Смотрю на это откровенное признание и немедленно стираю его, следя за тем, как исчезают буквы. Но даже после того, как они исчезли, я продолжаю видеть их на экране. Продолжаю ощущать, как сжимается сердце. Ведь это чистая правда, именно это я чувствую, именно это пытаюсь выразить. Мне не хватает общения с Лео. Мне не хватало его годами, а особенно — после того полета. И я снова набираю те же слова, закрываю глаза и нажимаю кнопку «Отправить», испытывая смущение и облегчение одновременно. Открыв глаза, вижу ответ Лео:
мне тоже не хватает тебя, эллен.
Я вздрагиваю. В том, как он употребил мое имя, есть что-то необычное. Впрочем, он сам необычный: будто знает наверняка, что мне не хватает не только общения, но и его самого. Необычно выглядят его слова на экране — прямые, дерзкие и открытые, как будто нет ничего особенного в том, чтобы сказать их, поскольку это очевидно и естественно. Не знаю, как мне быть, а тем временем появляется очередное письмо.
Я открываю его и читаю:
ты на месте?
Киваю, обращаясь к экрану и воображая его лицо, пока он ждет ответа. Мне кажется, если даже Энди сейчас вернется, включит плиту на кухне и примется читать переписку у меня из-за спины, я не двинусь с места, и буду по-прежнему сидеть, уставившись на эти слова.
Да.
Я оправляю свой ответ, жду и открываю новое сообщение:
здорово.
Несколько мгновений спустя, приходит продолжение:
по телефону было бы удобнее, можно тебе позвонить
«Вот оно», — думаю я. Что «оно»? Вот эта переписки? Это признание? Эти шаги к измене? Я колеблюсь, сознавая, что переписка гораздо безопаснее, что общение по телефону — это еще один сожженный мост. Но что-то заставляет меня напечатать:
Да.
Сразу же раздается приглушенный сигнал мобильника — телефон в сумке, которую я оставила в шкафу вчера ночью. Я со всех ног бросаюсь туда, чтобы не допустить записи в голосовой почте.
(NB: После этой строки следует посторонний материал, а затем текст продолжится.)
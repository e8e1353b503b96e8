//! PostgreSQL backend.
//!
//! Records are stored as JSONB documents. The columns next to `doc` are
//! denormalized copies used for lookups (`sku`) and operator-flag scans.

use anyhow::{Context, Result};
use async_trait::async_trait;
use chrono::Utc;
use serde_json::Value;
use sqlx::postgres::PgPoolOptions;
use sqlx::{PgPool, Row};

use crate::{
    MarketplaceCredentials, RecordFlag, ShopRecord, ShopStore, StockKey, StockRecord,
    StockRecordPatch, StockRecordStore, StoreError, StoreResult,
};

pub const ENV_DB_URL: &str = "STK_DATABASE_URL";

/// Connect to Postgres using the URL held in env var `env_name`
/// (normally [`ENV_DB_URL`]).
pub async fn connect_from_env(env_name: &str) -> Result<PgPool> {
    let url = std::env::var(env_name).with_context(|| format!("missing env var {env_name}"))?;
    connect(&url).await
}

pub async fn connect(url: &str) -> Result<PgPool> {
    let pool = PgPoolOptions::new()
        .max_connections(10)
        .connect(url)
        .await
        .context("failed to connect to Postgres")?;

    Ok(pool)
}

#[derive(Debug, Clone)]
pub struct DbStatus {
    pub ok: bool,
    pub has_stock_records_table: bool,
}

#[derive(Clone)]
pub struct PgStore {
    pool: PgPool,
}

impl PgStore {
    pub fn new(pool: PgPool) -> Self {
        Self { pool }
    }

    pub fn pool(&self) -> &PgPool {
        &self.pool
    }

    /// Run embedded SQLx migrations.
    pub async fn migrate(&self) -> Result<()> {
        sqlx::migrate!("./migrations")
            .run(&self.pool)
            .await
            .context("db migrate failed")?;
        Ok(())
    }

    /// Connectivity + schema presence.
    pub async fn status(&self) -> Result<DbStatus> {
        let (one,): (i32,) = sqlx::query_as::<_, (i32,)>("select 1")
            .fetch_one(&self.pool)
            .await
            .context("status connectivity query failed")?;

        let (exists,): (bool,) = sqlx::query_as::<_, (bool,)>(
            r#"
            select exists (
                select 1
                from information_schema.tables
                where table_schema='public' and table_name='stock_records'
            )
            "#,
        )
        .fetch_one(&self.pool)
        .await
        .context("status table-exists query failed")?;

        Ok(DbStatus {
            ok: one == 1,
            has_stock_records_table: exists,
        })
    }
}

fn decode_record(doc: Value) -> StoreResult<StockRecord> {
    Ok(serde_json::from_value(doc)?)
}

fn decode_shop(doc: Value) -> StoreResult<ShopRecord> {
    Ok(serde_json::from_value(doc)?)
}

#[async_trait]
impl StockRecordStore for PgStore {
    async fn get(&self, shop: &str, key: &StockKey) -> StoreResult<Option<StockRecord>> {
        let row = sqlx::query(
            r#"
            select doc from stock_records
            where shop_domain = $1 and record_key = $2
            "#,
        )
        .bind(shop)
        .bind(key.as_str())
        .fetch_optional(&self.pool)
        .await?;

        match row {
            Some(r) => Ok(Some(decode_record(r.try_get("doc")?)?)),
            None => Ok(None),
        }
    }

    async fn find_by_sku(&self, shop: &str, sku: &str) -> StoreResult<Option<StockRecord>> {
        let row = sqlx::query(
            r#"
            select doc from stock_records
            where shop_domain = $1 and sku = $2
            order by record_key
            limit 1
            "#,
        )
        .bind(shop)
        .bind(sku)
        .fetch_optional(&self.pool)
        .await?;

        match row {
            Some(r) => Ok(Some(decode_record(r.try_get("doc")?)?)),
            None => Ok(None),
        }
    }

    async fn get_all_where(&self, shop: &str, flag: RecordFlag) -> StoreResult<Vec<StockRecord>> {
        // Column name comes from a closed enum, never from input.
        let sql = format!(
            "select doc from stock_records where shop_domain = $1 and {} order by record_key",
            flag.column()
        );
        let rows = sqlx::query(&sql).bind(shop).fetch_all(&self.pool).await?;

        rows.into_iter()
            .map(|r| decode_record(r.try_get("doc")?))
            .collect()
    }

    async fn upsert_merge(
        &self,
        shop: &str,
        key: &StockKey,
        patch: &StockRecordPatch,
    ) -> StoreResult<StockRecord> {
        let mut tx = self.pool.begin().await?;

        let existing = sqlx::query(
            r#"
            select doc from stock_records
            where shop_domain = $1 and record_key = $2
            for update
            "#,
        )
        .bind(shop)
        .bind(key.as_str())
        .fetch_optional(&mut *tx)
        .await?;

        let mut rec = match existing {
            Some(r) => decode_record(r.try_get("doc")?)?,
            None => StockRecord::new(key.clone()),
        };
        let now = Utc::now();
        rec.merge(patch, now);
        let doc = serde_json::to_value(&rec)?;

        sqlx::query(
            r#"
            insert into stock_records (
              shop_domain, record_key, sku, override_requested, link_sku_requested, doc, updated_at
            ) values (
              $1, $2, $3, $4, $5, $6, $7
            )
            on conflict (shop_domain, record_key) do update set
              sku = excluded.sku,
              override_requested = excluded.override_requested,
              link_sku_requested = excluded.link_sku_requested,
              doc = excluded.doc,
              updated_at = excluded.updated_at
            "#,
        )
        .bind(shop)
        .bind(key.as_str())
        .bind(&rec.sku)
        .bind(rec.override_requested)
        .bind(rec.link_sku_requested)
        .bind(&doc)
        .bind(now)
        .execute(&mut *tx)
        .await?;

        tx.commit().await?;
        Ok(rec)
    }
}

#[async_trait]
impl ShopStore for PgStore {
    async fn get_shop(&self, shop: &str) -> StoreResult<ShopRecord> {
        let row = sqlx::query("select doc from shops where shop_domain = $1")
            .bind(shop)
            .fetch_optional(&self.pool)
            .await?;

        match row {
            Some(r) => decode_shop(r.try_get("doc")?),
            None => Err(StoreError::NotFound(format!("shop {shop}"))),
        }
    }

    async fn put_shop(&self, record: &ShopRecord) -> StoreResult<()> {
        let doc = serde_json::to_value(record)?;
        sqlx::query(
            r#"
            insert into shops (shop_domain, doc, updated_at)
            values ($1, $2, now())
            on conflict (shop_domain) do update set
              doc = excluded.doc,
              updated_at = excluded.updated_at
            "#,
        )
        .bind(&record.shop_domain)
        .bind(&doc)
        .execute(&self.pool)
        .await?;
        Ok(())
    }

    async fn save_marketplace_credentials(
        &self,
        shop: &str,
        creds: &MarketplaceCredentials,
    ) -> StoreResult<()> {
        let creds = serde_json::to_value(creds)?;
        let res = sqlx::query(
            r#"
            update shops
            set doc = jsonb_set(doc, '{marketplace}', $2::jsonb, true),
                updated_at = now()
            where shop_domain = $1
            "#,
        )
        .bind(shop)
        .bind(&creds)
        .execute(&self.pool)
        .await?;

        if res.rows_affected() == 0 {
            return Err(StoreError::NotFound(format!("shop {shop}")));
        }
        Ok(())
    }

    async fn save_marketplace_shop(&self, shop: &str, shop_id: i64, name: &str) -> StoreResult<()> {
        let res = sqlx::query(
            r#"
            update shops
            set doc = doc || jsonb_build_object(
                  'marketplace_shop_id', $2::bigint,
                  'marketplace_shop_name', $3::text),
                updated_at = now()
            where shop_domain = $1
            "#,
        )
        .bind(shop)
        .bind(shop_id)
        .bind(name)
        .execute(&self.pool)
        .await?;

        if res.rows_affected() == 0 {
            return Err(StoreError::NotFound(format!("shop {shop}")));
        }
        Ok(())
    }
}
— Привет. — Я стараюсь овладеть дыханием и говорить небрежно, чтобы он не догадался — меня лихорадит от одного звука его голоса.
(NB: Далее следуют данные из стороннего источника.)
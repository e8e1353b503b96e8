//! Runtime secret resolution.
//!
//! # Contract
//! - Config YAML stores only **env var NAMES** (e.g. `"STK_MARKETPLACE_CLIENT_ID"`).
//! - Callers invoke [`resolve_secrets`] once at startup and pass the result
//!   into constructors; no other code reads secret env vars.
//! - `Debug` output of [`ResolvedSecrets`] is redacted.
//! - Error messages name the env var, never its value.
//!
//! The marketplace client id is required. Everything else is optional.

use anyhow::{bail, Result};
use serde_json::Value;

// ---------------------------------------------------------------------------
// Public types
// ---------------------------------------------------------------------------

#[derive(Clone)]
pub struct ResolvedSecrets {
    /// Marketplace application key (`x-api-key` and OAuth client id).
    pub marketplace_client_id: String,
    /// OAuth redirect URI; needed only to complete onboarding.
    pub marketplace_redirect_uri: Option<String>,
    pub database_url: Option<String>,
    /// Primary access token used to seed an in-memory store (`--memory` runs).
    pub bootstrap_primary_token: Option<String>,
    /// Marketplace refresh token used to seed an in-memory store.
    pub bootstrap_marketplace_refresh_token: Option<String>,
}

impl std::fmt::Debug for ResolvedSecrets {
    fn fmt(&self, f: &mut std::fmt::Formatter<'_>) -> std::fmt::Result {
        f.debug_struct("ResolvedSecrets")
            .field("marketplace_client_id", &"<REDACTED>")
            .field(
                "marketplace_redirect_uri",
                &self.marketplace_redirect_uri.as_ref().map(|_| "<REDACTED>"),
            )
            .field("database_url", &self.database_url.as_ref().map(|_| "<REDACTED>"))
            .field(
                "bootstrap_primary_token",
                &self.bootstrap_primary_token.as_ref().map(|_| "<REDACTED>"),
            )
            .field(
                "bootstrap_marketplace_refresh_token",
                &self
                    .bootstrap_marketplace_refresh_token
                    .as_ref()
                    .map(|_| "<REDACTED>"),
            )
            .finish()
    }
}

// ---------------------------------------------------------------------------
// Internal helpers
// ---------------------------------------------------------------------------

/// Env var names extracted from the config JSON.
struct SecretEnvNames {
    marketplace_client_id_var: String,
    marketplace_redirect_uri_var: String,
    database_url_var: String,
    bootstrap_primary_token_var: String,
    bootstrap_marketplace_refresh_var: String,
}

/// Non-empty string at `pointer`, trimmed.
fn read_str_at(config: &Value, pointer: &str) -> Option<String> {
    let s = config.pointer(pointer)?.as_str()?;
    let trimmed = s.trim();
    if trimmed.is_empty() {
        None
    } else {
        Some(trimmed.to_string())
    }
}

fn parse_env_names(config_json: &Value) -> SecretEnvNames {
    SecretEnvNames {
        marketplace_client_id_var: read_str_at(config_json, "/marketplace/keys_env/client_id")
            .unwrap_or_else(|| "STK_MARKETPLACE_CLIENT_ID".to_string()),
        marketplace_redirect_uri_var: read_str_at(config_json, "/marketplace/keys_env/redirect_uri")
            .unwrap_or_else(|| "STK_MARKETPLACE_REDIRECT_URI".to_string()),
        database_url_var: read_str_at(config_json, "/store/database_url_env")
            .unwrap_or_else(|| "STK_DATABASE_URL".to_string()),
        bootstrap_primary_token_var: "STK_PRIMARY_ACCESS_TOKEN".to_string(),
        bootstrap_marketplace_refresh_var: "STK_MARKETPLACE_REFRESH_TOKEN".to_string(),
    }
}

fn env_lookup(var_name: &str) -> Option<String> {
    std::env::var(var_name).ok()
}

// ---------------------------------------------------------------------------
// Public API
// ---------------------------------------------------------------------------

/// Resolve secrets from the process environment.
pub fn resolve_secrets(config_json: &Value) -> Result<ResolvedSecrets> {
    resolve_secrets_from(config_json, env_lookup)
}

/// Resolve secrets through `lookup` (env var name -> value).
///
/// Blank values count as unset.
pub fn resolve_secrets_from<F>(config_json: &Value, lookup: F) -> Result<ResolvedSecrets>
where
    F: Fn(&str) -> Option<String>,
{
    let names = parse_env_names(config_json);
    let get = |name: &str| lookup(name).filter(|v| !v.trim().is_empty());

    let Some(marketplace_client_id) = get(&names.marketplace_client_id_var) else {
        bail!(
            "SECRETS_MISSING: required env var '{}' (marketplace client id) is not set or empty",
            names.marketplace_client_id_var,
        );
    };

    Ok(ResolvedSecrets {
        marketplace_client_id,
        marketplace_redirect_uri: get(&names.marketplace_redirect_uri_var),
        database_url: get(&names.database_url_var),
        bootstrap_primary_token: get(&names.bootstrap_primary_token_var),
        bootstrap_marketplace_refresh_token: get(&names.bootstrap_marketplace_refresh_var),
    })
}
Я не сомневаюсь, что Лео улыбается, когда отвечает:
— Привет, Элли.
Сердце взволнованно бьется, и я улыбаюсь в ответ.
— Ну, — говорит он, — ты правда только что прочитала мой очерк?
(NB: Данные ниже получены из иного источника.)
//! stk-bulk
//!
//! Asynchronous bulk-export protocol for platforms that cannot return a full
//! inventory synchronously: submit an export, poll it until it is ready, then
//! stream the newline-delimited result through a [`SnapshotIngester`].
//!
//! This crate owns the protocol and the line classification only. The HTTP
//! calls live behind [`BulkExportApi`] / [`LineSource`] and are implemented
//! by the platform client crates.

pub mod ingest;
pub mod poller;

pub use ingest::{IngestStats, LineSource, PrimaryUpdate, SnapshotIngester, StaticLines};
pub use poller::{BulkJobPoller, PollPolicy, ReadyExport};

use async_trait::async_trait;
use serde::{Deserialize, Serialize};
use thiserror::Error;

// ---------------------------------------------------------------------------
// Job state
// ---------------------------------------------------------------------------

#[derive(Debug, Clone, Copy, PartialEq, Eq, Serialize, Deserialize)]
#[serde(rename_all = "SCREAMING_SNAKE_CASE")]
pub enum JobStatus {
    Created,
    Running,
    Completed,
    Failed,
}

impl JobStatus {
    pub fn as_str(&self) -> &'static str {
        match self {
            JobStatus::Created => "CREATED",
            JobStatus::Running => "RUNNING",
            JobStatus::Completed => "COMPLETED",
            JobStatus::Failed => "FAILED",
        }
    }

    pub fn is_terminal(&self) -> bool {
        matches!(self, JobStatus::Completed | JobStatus::Failed)
    }
}

/// A submitted bulk job as last reported by the platform. Never persisted.
#[derive(Debug, Clone, PartialEq, Eq)]
pub struct PendingExport {
    pub id: String,
    pub status: JobStatus,
    /// Status string exactly as the platform sent it.
    pub raw_status: String,
    /// Present only once `status == Completed` (and absent for an empty export).
    pub result_url: Option<String>,
    pub error_code: Option<String>,
    pub object_count: Option<u64>,
}

impl PendingExport {
    pub fn new(id: impl Into<String>, status: JobStatus) -> Self {
        Self {
            id: id.into(),
            status,
            raw_status: status.as_str().to_string(),
            result_url: None,
            error_code: None,
            object_count: None,
        }
    }
}

// ---------------------------------------------------------------------------
// Queries
// ---------------------------------------------------------------------------

/// The two snapshot shapes the primary platform exports.
#[derive(Debug, Clone, Copy, PartialEq, Eq, Hash, Serialize, Deserialize)]
#[serde(rename_all = "snake_case")]
pub enum ExportKind {
    /// Inventory items with their per-location available quantity.
    InventoryLevels,
    /// Product variants with sku, parent product and inventory-management flag.
    ProductVariants,
}

impl ExportKind {
    pub fn as_str(&self) -> &'static str {
        match self {
            ExportKind::InventoryLevels => "inventory_levels",
            ExportKind::ProductVariants => "product_variants",
        }
    }
}

#[derive(Debug, Clone, PartialEq, Eq)]
pub struct ExportQuery {
    pub kind: ExportKind,
    /// Platform query document submitted verbatim.
    pub document: String,
}

// ---------------------------------------------------------------------------
// Errors
// ---------------------------------------------------------------------------

#[derive(Debug, Clone, PartialEq, Eq, Error)]
pub enum BulkError {
    /// The platform refused to create the job. Safe to resubmit.
    #[error("bulk export submit rejected: {0}")]
    SubmitRejected(String),

    /// The job did not complete within the attempt budget.
    #[error("bulk export {job_id} not ready after {attempts} polls")]
    Timeout {
        job_id: String,
        attempts: u32,
        last_error: Option<String>,
    },

    #[error("bulk export {job_id} failed with status {status}: {diagnostic}")]
    PlatformError {
        job_id: String,
        status: String,
        diagnostic: String,
    },

    #[error("transport error: {0}")]
    Transport(String),

    #[error("decode error: {0}")]
    Decode(String),
}

impl BulkError {
    /// Errors the poll loop absorbs as a spent attempt instead of failing.
    pub fn is_transient(&self) -> bool {
        matches!(self, BulkError::Transport(_) | BulkError::Decode(_))
    }
}

// ---------------------------------------------------------------------------
// Platform boundary
// ---------------------------------------------------------------------------

#[async_trait]
pub trait BulkExportApi: Send + Sync {
    /// Submit `query`. Returns the created job or `SubmitRejected`.
    async fn submit(&self, query: &ExportQuery) -> Result<PendingExport, BulkError>;

    /// Current state of job `job_id`.
    async fn status(&self, job_id: &str) -> Result<PendingExport, BulkError>;
}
— Ага, — отвечаю я, поглядывая на подъездную дорожку к нашему дому.
— Разве твоя агентша не передала тебе экземпляр, который я послал? — спрашивает он.
— Передала, — признаюсь я, испытывая нечто вроде угрызений совести за свой безразличный тон. Но вряд ли его обманет мой тон. Вряд ли Лео не понимает, как много значит для меня этот день — почему я так долго откладывала прочтение его очерка. И все же пытаюсь оправдаться: — Она передала. Но я была… страшно занята все это время.
— Да ну? — спрашивает он. — Много работала?
— Не то, чтобы работала, — отвечаю я, улавливая голос Боба Дилана у него в трубке.
— Чем же ты была занята?
«Клеила этикетки на кухонные шкафчики, пялилась в телевизор и гладила», — думаю я, но вслух говорю:
— Ну, во-первых, я переехала в Атланту. — Тут я замолкаю, ошеломленная чувством вины за это «я». Но не исправляюсь. В конце концов, последнее время «я» отражает действительность.
— Атланта, значит? — вопрошает Лео.
— Да.
— Тебе там нравится?
— Ни капельки! — отчеканиваю я ироническим тоном.